Late last week we received an unexpected call from our New York-based correspondent Simon Moya-Smith: He had obtained press credentials for the $1,000-a-ticket gala premiere of The Lone Ranger at Disneyland in Anaheim, outside of Los Angeles. He attended and was one of a few Native journalists on the scene for an event tied to a film that has sparked nearly endless debate in Indian country. We didn't know what to expect — would he speak to Johnny Depp, who plays Tonto in the film and who has proven unresponsive to ICTMN's invitations? Would he get to see the movie? Would anybody even talk to him? "Give it a shot," we said. "It's going to be a crazy circus. Get what you can."
This is his first report:
At about 4 p.m., some slippery lookin’ reporter with a double chin and gigantic sweat beads on his brow asked me which outlet I was working for.
“Indian Country Today,” I blurted.
“Hoping to interview Johnny Depp then?” he buzzed.
“No, man,” I said. “I’m here for the Ceremony. There’s going to be a fire later, and tobacco and spirits and all kinds of goodies. So keep the camera ready. They’re bringing in the wood now.”
My conversation with the portly camera handler was quick and ugly. Good, I thought. Talking to him was a waste of my time; I needed to watch this whole scene take shape. We, the journos, were huddled together like cattle ready for the slaughter. And any musician-turned-reporter will tell you that there’s very little difference between a press pit and mosh pit: throw your elbows. Avoid the wiggy drunkard in the middle. Gain the upper hand by staying low beneath the frenzy. Occasionally you may suffer a knee to the mouth, but it’s all in the name of The Story.
On my way out of the red carpet area, I caught a sudden glimpse of the film's producer, Jerry Bruckheimer. He was straggling far behind the herd of ticket holders; the B-list celebrities and even the stars of the film had long made their way to end of the path, which, it occurred to me, was the exact shade of blood. Jerry B. was talking to an gesticulating show host who seemed too jittery in her posture not to be doped up on caffeine or coke or Red Bull. A moment later, I swooped in like a vulture hoping to steal some last scraps of meat (or at least nibble on the bone) of what looked like a rich interview. The Disney gods favored me that day, because as soon as I walked to the metal partition separating Bruckheimer from myself, the interview between Jerry and the frazzled reporter was over.
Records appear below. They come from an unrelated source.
//! Conversions from commerce API wire types to core domain types.

use std::str::FromStr;

use rust_decimal::Decimal;
use threadline_core::{
    CategoryId, DefaultAttribute, OrderId, Product, ProductAttribute, ProductId, ProductKind,
    ProductSource, StockStatus, UNCATEGORIZED, Variation, VariationAttribute, VariationId,
};

use super::types::{Category, OrderSummary, RawCategory, RawOrder, RawProduct, RawVariation};

/// Parse an upstream price string. Missing, empty or malformed values are
/// `None`.
pub fn parse_price(value: Option<&str>) -> Option<Decimal> {
    let value = value?.trim();
    if value.is_empty() {
        return None;
    }
    Decimal::from_str(value).ok()
}

fn stock_status(value: Option<&str>) -> StockStatus {
    value.map_or(StockStatus::OutOfStock, StockStatus::from_wire)
}

pub(crate) fn convert_product(raw: RawProduct) -> Product {
    let images: Vec<String> = raw
        .images
        .into_iter()
        .map(|image| image.src)
        .filter(|src| !src.is_empty())
        .collect();
    let categories: Vec<String> = raw
        .categories
        .into_iter()
        .map(|category| category.name)
        .filter(|name| !name.is_empty())
        .collect();

    Product {
        id: ProductId::new(raw.id),
        name: raw.name,
        price: parse_price(raw.price.as_deref()).unwrap_or_default(),
        sale_price: parse_price(raw.sale_price.as_deref()),
        image: images.first().cloned().unwrap_or_default(),
        category: categories
            .first()
            .cloned()
            .unwrap_or_else(|| UNCATEGORIZED.to_string()),
        images,
        categories,
        description: raw.description.unwrap_or_default(),
        short_description: raw.short_description.unwrap_or_default(),
        stock_status: stock_status(raw.stock_status.as_deref()),
        kind: ProductKind::from_wire(raw.kind.as_deref()),
        attributes: raw
            .attributes
            .into_iter()
            .map(|attr| ProductAttribute {
                id: attr.id,
                name: attr.name,
                slug: attr.slug,
                options: attr.options,
                variation: attr.variation,
                visible: attr.visible,
            })
            .collect(),
        default_attributes: raw
            .default_attributes
            .into_iter()
            .map(|attr| DefaultAttribute {
                name: attr.name,
                option: attr.option,
            })
            .collect(),
        variation_ids: raw.variations.into_iter().map(VariationId::new).collect(),
        source: ProductSource::Remote,
    }
}

pub(crate) fn convert_variation(raw: RawVariation) -> Variation {
    let image = raw
        .image
        .map(|image| image.src)
        .or_else(|| raw.images.into_iter().next().map(|image| image.src))
        .filter(|src| !src.is_empty());

    Variation {
        id: VariationId::new(raw.id),
        price: parse_price(raw.price.as_deref()).unwrap_or_default(),
        sale_price: parse_price(raw.sale_price.as_deref()),
        stock_status: stock_status(raw.stock_status.as_deref()),
        attributes: raw
            .attributes
            .into_iter()
            .map(|attr| VariationAttribute {
                name: attr.name,
                option: attr.option,
            })
            .collect(),
        image,
    }
}

pub(crate) fn convert_category(raw: RawCategory) -> Category {
    Category {
        id: CategoryId::new(raw.id),
        name: raw.name,
        slug: raw.slug,
        parent: (raw.parent != 0).then(|| CategoryId::new(raw.parent)),
        description: raw.description,
        image: raw.image.map(|image| image.src).filter(|src| !src.is_empty()),
        count: raw.count,
    }
}

pub(crate) fn convert_order(raw: RawOrder) -> OrderSummary {
    let number = if raw.number.is_empty() {
        raw.id.to_string()
    } else {
        raw.number
    };
    OrderSummary {
        id: OrderId::new(raw.id),
        number,
        status: raw.status,
        total: raw.total,
    }
}
//! Persisted cart store.
//!
//! [`CartStore`] owns the current cart snapshot for one visitor and writes
//! every change through to [`CartStorage`]. Writes are gated on an explicit
//! hydration flag: until the saved cart has been loaded, nothing is
//! persisted, so the empty starting state can never overwrite a saved cart.

mod demo;
mod storage;

use std::sync::Arc;

use rust_decimal::Decimal;
use threadline_core::{Cart, CartLineItem, ProductId, ProductInfo};
use tracing::{debug, warn};

pub use demo::DemoCatalog;
pub use storage::{CART_KEY, CartStorage, CartStorageError, MemoryCartStorage, SessionCartStorage};

/// Cart state container for one visitor.
pub struct CartStore<S> {
    storage: S,
    cart: Arc<Cart>,
    hydrated: bool,
}

impl<S: CartStorage> CartStore<S> {
    /// Empty, unhydrated store.
    pub fn new(storage: S) -> Self {
        Self {
            storage,
            cart: Arc::new(Cart::new()),
            hydrated: false,
        }
    }

    /// Create a store and load the saved cart.
    pub async fn open(storage: S) -> Self {
        let mut store = Self::new(storage);
        store.hydrate().await;
        store
    }

    /// Load the saved cart, replacing the in-memory state.
    ///
    /// Malformed or unreadable saved data is logged and treated as an empty
    /// cart. Calling this twice is a no-op.
    pub async fn hydrate(&mut self) -> Arc<Cart> {
        if self.hydrated {
            return self.snapshot();
        }

        let loaded = match self.storage.load().await {
            Ok(Some(raw)) => match serde_json::from_str::<Vec<CartLineItem>>(&raw) {
                Ok(items) => Cart::from_items(items),
                Err(e) => {
                    warn!(error = %e, "Failed to load cart, starting empty");
                    Cart::new()
                }
            },
            Ok(None) => Cart::new(),
            Err(e) => {
                warn!(error = %e, "Cart storage unreadable, starting empty");
                Cart::new()
            }
        };

        self.cart = Arc::new(loaded);
        self.hydrated = true;
        self.snapshot()
    }

    #[must_use]
    pub const fn is_hydrated(&self) -> bool {
        self.hydrated
    }

    /// Current snapshot.
    #[must_use]
    pub fn snapshot(&self) -> Arc<Cart> {
        Arc::clone(&self.cart)
    }

    /// Add a demo catalog product by id. Unknown ids are ignored.
    pub async fn add_by_id(&mut self, product_id: ProductId, quantity: i64) -> Arc<Cart> {
        let Some(product) = DemoCatalog::global().find(product_id) else {
            debug!(product_id = %product_id, "Ignoring add for unknown demo product");
            return self.snapshot();
        };
        let info = ProductInfo::from(product);
        self.add_product(&info, quantity).await
    }

    /// Add an already-resolved product.
    pub async fn add_product(&mut self, product: &ProductInfo, quantity: i64) -> Arc<Cart> {
        let next = self.cart.with_product(product, quantity);
        self.commit(next).await
    }

    /// Remove a product's line.
    pub async fn remove(&mut self, product_id: ProductId) -> Arc<Cart> {
        let next = self.cart.without(product_id);
        self.commit(next).await
    }

    /// Overwrite a line's quantity; `quantity <= 0` removes it.
    pub async fn set_quantity(&mut self, product_id: ProductId, quantity: i64) -> Arc<Cart> {
        let next = self.cart.with_quantity(product_id, quantity);
        self.commit(next).await
    }

    /// Empty the cart.
    pub async fn clear(&mut self) -> Arc<Cart> {
        let next = self.cart.cleared();
        self.commit(next).await
    }

    #[must_use]
    pub fn total_price(&self) -> Decimal {
        self.cart.total_price()
    }

    #[must_use]
    pub fn total_item_count(&self) -> u64 {
        self.cart.total_item_count()
    }

    async fn commit(&mut self, next: Cart) -> Arc<Cart> {
        self.cart = Arc::new(next);
        if self.hydrated {
            self.persist().await;
        }
        self.snapshot()
    }

    async fn persist(&self) {
        let serialized = match serde_json::to_string(self.cart.as_ref()) {
            Ok(serialized) => serialized,
            Err(e) => {
                warn!(error = %e, "Failed to serialize cart");
                return;
            }
        };
        if let Err(e) = self.storage.save(&serialized).await {
            warn!(error = %e, "Failed to persist cart");
        }
    }
}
“Sweet Jesus, Jerry, do you have a second?” I shouted. “Indian Country Today. Can I ask you a few questions?”
My curious cry caught him off guard (as you want to do as a reporter in high-octane, red carpet situations like this — if you don’t grab their attention, they’ll keep on truckin’ and you’ll miss some seriously good comments or wisdom).
Bruckheimer obliged, and then I went in with the business that mattered to me. I asked the question that has been gnawing at so many of us from day one: Why?
“Why should Native Americans support this film? Why should they watch it?” I asked.
“It’s a retelling of a tale from a whole different perspective,” he said. “… From a Native American telling of the tale.”
Then zip. He was gone.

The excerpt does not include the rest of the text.